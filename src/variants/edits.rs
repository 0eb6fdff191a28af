// Copyright 2025-present Harīṣh Tummalachērla
// SPDX-License-Identifier: Apache-2.0

//! Single-edit spellings: transposition, deletion, duplication, vowel stripping.
//!
//! Each function returns every candidate it produces, duplicates included,
//! so the counts stay predictable: for `n` characters, `n - 1` transpositions,
//! `n` deletions, `n` duplications. The caller collapses them into a set.

/// Swap each adjacent pair `(i - 1, i)` once. Swaps do not accumulate.
pub fn transpositions(chars: &[char]) -> Vec<String> {
    let mut letters = chars.to_vec();
    let mut out = Vec::with_capacity(chars.len().saturating_sub(1));
    for i in 1..letters.len() {
        letters.swap(i - 1, i);
        out.push(letters.iter().collect());
        letters.swap(i - 1, i);
    }
    out
}

/// Drop the character at each position.
pub fn deletions(chars: &[char]) -> Vec<String> {
    (0..chars.len())
        .map(|i| chars[..i].iter().chain(&chars[i + 1..]).collect())
        .collect()
}

/// Double the character at each position.
pub fn duplications(chars: &[char]) -> Vec<String> {
    (0..chars.len())
        .map(|i| {
            chars[..i]
                .iter()
                .chain(std::iter::once(&chars[i]))
                .chain(&chars[i..])
                .collect()
        })
        .collect()
}

/// Remove `a e i o u` in either case. `y` is kept.
pub fn strip_vowels(pattern: &str) -> String {
    pattern
        .chars()
        .filter(|c| !matches!(c.to_ascii_lowercase(), 'a' | 'e' | 'i' | 'o' | 'u'))
        .collect()
}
******************************
=== What this task involves ===
Output each line of the material exactly as it was written above.

=== Your response ===
filename src/variants/edits.rs
repository 0eb6fdff191a28af
// Copyright 2025-present Harīṣh Tummalachērla
// SPDX-License-Identifier: Apache-2.0

//! Single-edit spellings: transposition, deletion, duplication, vowel stripping.
//!
//! Each function returns every candidate it produces, duplicates included,
//! so the counts stay predictable: for `n` characters, `n - 1` transpositions,
//! `n` deletions, `n` duplications. The caller collapses them into a set.

/// Swap each adjacent pair `(i - 1, i)` once. Swaps do not accumulate.
pub fn transpositions(chars: &[char]) -> Vec<String> {
    let mut letters = chars.to_vec();
    let mut out = Vec::with_capacity(chars.len().saturating_sub(1));
    for i in 1..letters.len() {
        letters.swap(i - 1, i);
        out.push(letters.iter().collect());
        letters.swap(i - 1, i);
    }
    out
}

/// Drop the character at each position.
pub fn deletions(chars: &[char]) -> Vec<String> {
    (0..chars.len())
        .map(|i| chars[..i].iter().chain(&chars[i + 1..]).collect())
        .collect()
}

/// Double the character at each position.
pub fn duplications(chars: &[char]) -> Vec<String> {
    (0..chars.len())
        .map(|i| {
            chars[..i]
                .iter()
                .chain(std::iter::once(&chars[i]))
                .chain(&chars[i..])
                .collect()
        })
        .collect()
}

/// Remove `a e i o u` in either case. `y` is kept.
pub fn strip_vowels(pattern: &str) -> String {
    pattern
        .chars()
        .filter(|c| !matches!(c.to_ascii_lowercase(), 'a' | 'e' | 'i' | 'o' | 'u'))
        .collect()
}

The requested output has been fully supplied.